The two companies, brought to the brink of collapse by the housing market slump across the US, had the most-feared and successful lobbying operation in Washington DC, and there is no greater evidence of that than the fact they grew to such a bloated scale that they could threaten the fabric of global finance.

Fannie and Freddie are, after all, intensely political creatures. They were very profitable private companies, traded on the stock exchange in New York, but they operated with an explicit government mandate (to buy and sell mortgages, freeing up cash so lenders could help more Americans get on the property ladder) and with an implicit government guarantee (which meant that their bonds were seen to be as safe as US Treasuries).
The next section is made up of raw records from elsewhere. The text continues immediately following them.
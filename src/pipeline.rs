//! Staged Computation Pipeline
//!
//! [`compute`] runs the whole construction in order: multigraded Betti
//! numbers (by either strategy), the Hilbert-function grid, then the
//! augmented arrangement. The stages are reported through a
//! [`ProgressSink`] and the artifacts come back together as one
//! immutable [`ComputeResult`] value; once returned it is read-only and
//! any number of concurrent queries may share it.
//!
//! Parallel work (per-grade ranks, query batches) runs on the ambient
//! `rayon` pool; a positive `max_threads` installs a dedicated pool of
//! that size for the duration of the computation.

use ndarray::Array2;
use rayon::ThreadPoolBuilder;
use serde::{Deserialize, Serialize};
use tracing::info;

use crate::arrangement::{build_arrangement, Arrangement};
use crate::error::{Error, Result};
use crate::filtration::Bifiltration;
use crate::numeric::GradeIndex;
use crate::presentation::{
    betti_from_presentation, hilbert_grid, koszul_template_points, minimal_presentation,
    Presentation, TemplatePoint,
};
use crate::progress::ProgressSink;

/// Knobs of [`compute`].
#[derive(Debug, Clone, Copy, PartialEq, Eq, Serialize, Deserialize)]
pub struct ComputeOptions {
    /// Compute template points from Koszul homology ranks instead of
    /// building the minimal presentation. Faster when only the template
    /// points are needed; the result then carries no presentation.
    pub koszul: bool,
    /// Worker pool size; `0` lets the runtime decide.
    pub max_threads: usize,
}

impl Default for ComputeOptions {
    fn default() -> Self {
        Self { koszul: false, max_threads: 0 }
    }
}

/// Everything one computation produces. Immutable after construction;
/// queries and bounds only read it.
#[derive(Debug, Clone, PartialEq, Serialize, Deserialize)]
pub struct ComputeResult {
    pub x_index: GradeIndex,
    pub y_index: GradeIndex,
    pub template_points: Vec<TemplatePoint>,
    /// Absent under the Koszul strategy.
    pub presentation: Option<Presentation>,
    /// `dim M(x, y)` over the full grade grid.
    pub hilbert: Array2<u32>,
    pub arrangement: Arrangement,
}

/// Runs the full pipeline on a validated bifiltration.
pub fn compute(
    f: &Bifiltration,
    options: &ComputeOptions,
    progress: &dyn ProgressSink,
) -> Result<ComputeResult> {
    if options.max_threads == 0 {
        return compute_stages(f, options, progress);
    }
    let pool = ThreadPoolBuilder::new()
        .num_threads(options.max_threads)
        .build()
        .map_err(|e| Error::ThreadPool(e.to_string()))?;
    pool.install(|| compute_stages(f, options, progress))
}

fn compute_stages(
    f: &Bifiltration,
    options: &ComputeOptions,
    progress: &dyn ProgressSink,
) -> Result<ComputeResult> {
    progress.advance_stage();
    let (template_points, presentation) = if options.koszul {
        (koszul_template_points(f)?, None)
    } else {
        let presentation = minimal_presentation(f)?;
        (betti_from_presentation(&presentation), Some(presentation))
    };
    info!(
        points = template_points.len(),
        koszul = options.koszul,
        "template points computed"
    );

    progress.advance_stage();
    let hilbert = hilbert_grid(f);

    progress.advance_stage();
    let arrangement = build_arrangement(&template_points, &f.x_index, &f.y_index, progress)?;
    let (vertices, edges, faces) = arrangement.counts();
    info!(vertices, edges, faces, "augmented arrangement built");

    Ok(ComputeResult {
        x_index: f.x_index.clone(),
        y_index: f.y_index.clone(),
        template_points,
        presentation,
        hilbert,
        arrangement,
    })
}

#[cfg(test)]
mod tests {
    use super::*;
    use crate::filtration::tests::two_points_one_edge;
    use crate::filtration::GradedSimplex;
    use crate::numeric::ExactValue;
    use crate::progress::tests::CountingProgress;
    use crate::progress::NoopProgress;
    use crate::query::{parse_queries, query_barcodes, render_barcode, SliceQuery};
    use std::sync::atomic::Ordering;

    fn merge() -> ComputeResult {
        compute(&two_points_one_edge(), &ComputeOptions::default(), &NoopProgress).unwrap()
    }

    #[test]
    fn test_end_to_end_merge() {
        let result = merge();
        assert_eq!(result.template_points.len(), 3);
        assert!(result.presentation.is_some());
        assert_eq!(result.arrangement.counts(), (10, 14, 6));
        assert_eq!(result.hilbert[[1, 0]], 2);
        assert_eq!(result.hilbert[[1, 1]], 1);
    }

    #[test]
    fn test_strategies_agree_on_everything_but_presentation() {
        let f = two_points_one_edge();
        let direct = compute(&f, &ComputeOptions::default(), &NoopProgress).unwrap();
        let koszul = compute(
            &f,
            &ComputeOptions { koszul: true, max_threads: 0 },
            &NoopProgress,
        )
        .unwrap();
        assert!(koszul.presentation.is_none());
        assert_eq!(direct.template_points, koszul.template_points);
        assert_eq!(direct.arrangement, koszul.arrangement);
        assert_eq!(direct.hilbert, koszul.hilbert);
    }

    #[test]
    fn test_single_simplex_module() {
        // one vertex at the origin: a free module on one generator
        let f = crate::filtration::Bifiltration::from_simplices(
            &[GradedSimplex::new(vec![0], ExactValue::zero(), ExactValue::zero())],
            0,
        )
        .unwrap();
        let result = compute(&f, &ComputeOptions::default(), &NoopProgress).unwrap();
        assert_eq!(result.template_points.len(), 1);
        // one horizontal support line through the rectangle
        assert_eq!(result.arrangement.counts(), (6, 7, 3));

        let barcodes =
            query_barcodes(&result, &[SliceQuery::new(45.0, 0.0)]).unwrap();
        assert_eq!(barcodes[0].bars.len(), 1);
        assert_eq!(barcodes[0].bars[0].death, f64::INFINITY);
        assert_eq!(barcodes[0].bars[0].multiplicity, 1);
    }

    #[test]
    fn test_degree_one_cycle_query() {
        // square cycle whose last edges arrive at incomparable grades;
        // the loop exists only above their join (1, 1)
        fn v(n: i64) -> ExactValue {
            ExactValue::from_int(n)
        }
        let simplices = [
            GradedSimplex::new(vec![0], v(0), v(0)),
            GradedSimplex::new(vec![1], v(0), v(0)),
            GradedSimplex::new(vec![2], v(0), v(0)),
            GradedSimplex::new(vec![3], v(0), v(0)),
            GradedSimplex::new(vec![0, 1], v(1), v(0)),
            GradedSimplex::new(vec![1, 2], v(0), v(1)),
            GradedSimplex::new(vec![2, 3], v(1), v(0)),
            GradedSimplex::new(vec![0, 3], v(0), v(1)),
        ];
        let f = crate::filtration::Bifiltration::from_simplices(&simplices, 1).unwrap();
        let result = compute(&f, &ComputeOptions::default(), &NoopProgress).unwrap();
        assert_eq!(result.template_points.len(), 1);

        let barcodes = query_barcodes(&result, &[SliceQuery::new(45.0, 0.0)]).unwrap();
        let bars = &barcodes[0].bars;
        assert_eq!(bars.len(), 1);
        assert!((bars[0].birth - 2.0_f64.sqrt()).abs() < 1e-9);
        assert_eq!(bars[0].death, f64::INFINITY);
    }

    #[test]
    fn test_progress_stages_and_ticks() {
        let sink = CountingProgress::default();
        let result = compute(&two_points_one_edge(), &ComputeOptions::default(), &sink).unwrap();
        assert_eq!(sink.stages.load(Ordering::Relaxed), 3);
        // one tick per inserted support line
        assert_eq!(
            sink.ticks.load(Ordering::Relaxed),
            result.arrangement.lines.len()
        );
    }

    #[test]
    fn test_dedicated_pool() {
        let options = ComputeOptions { koszul: false, max_threads: 2 };
        let result = compute(&two_points_one_edge(), &options, &NoopProgress).unwrap();
        assert_eq!(result.template_points.len(), 3);
    }

    #[test]
    fn test_determinism_across_runs() {
        assert_eq!(merge(), merge());
    }

    #[test]
    fn test_query_file_round_trip() {
        let result = merge();
        let queries = parse_queries("# batch\n45 0\n\n0 0\n").unwrap();
        let barcodes = query_barcodes(&result, &queries).unwrap();
        assert_eq!(barcodes.len(), 2);
        let text = render_barcode(&queries[0], &barcodes[0]);
        assert!(text.starts_with("45 0: 0 "));
        assert!(text.ends_with("x1"));
    }

    #[test]
    fn test_query_file_with_commented_line() {
        // the commented angle-100 line is skipped; the three valid
        // queries produce one output line each, in order
        let result = merge();
        let text = "23 -0.22\n67 1.88\n10 0.92\n#100 0.92\n";
        let queries = parse_queries(text).unwrap();
        assert_eq!(queries.len(), 3);
        let barcodes = query_barcodes(&result, &queries).unwrap();
        assert_eq!(barcodes.len(), 3);
        let rendered: Vec<String> = queries
            .iter()
            .zip(&barcodes)
            .map(|(q, b)| render_barcode(q, b))
            .collect();
        assert!(rendered[0].starts_with("23 -0.22: "));
        assert!(rendered[1].starts_with("67 1.88: "));
        assert!(rendered[2].starts_with("10 0.92: "));

        // uncommented, the same line is an angle-range error
        let err = parse_queries("23 -0.22\n67 1.88\n10 0.92\n100 0.92\n").unwrap_err();
        assert!(matches!(err, crate::error::Error::AngleOutOfRange { line: 4, .. }));
    }
}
When Hank Paulson, the US Treasury Secretary, announced last Sunday that he was putting them into a "conservatorship" under their federal regulator, he in effect seized control from shareholders and turned the two companies into arms of the federal government.

That means their future is now more political than ever – and whoever wins the presidential election on 4 November can expect to be embroiled in a furious struggle between politicians who think Fannie and Freddie are actually more important now than before, and those who want – in the words of Republican candidate John McCain – to "make them go away".

Fannie is formally the Federal National Mortgage Association and gets its cutesy nickname from the acronym FNMA. It was created in 1938 as part of the New Deal of Franklin D Roosevelt to help drag the US out of the Great Depression, and it was government-owned until 1968. After Fannie was privatised, Congress created a younger brother for it, to stimulate competition. The Federal Home Loan Mortgage Corporation (FHLMC) was quickly given a similarly cute nickname.

Together these companies are central to the American dream, ensuring that mortgages will always be readily available. What they don't do is lend money directly to borrowers. Instead, they buy and sell loans issued by other banks and mortgage lenders, creating a secondary market that has improved the availability of loans and brought down the cost of borrowing. Rather than waiting years for homeowners to pay off their mortgages, those original lenders immediately get a lump sum that they can use to fund more lending.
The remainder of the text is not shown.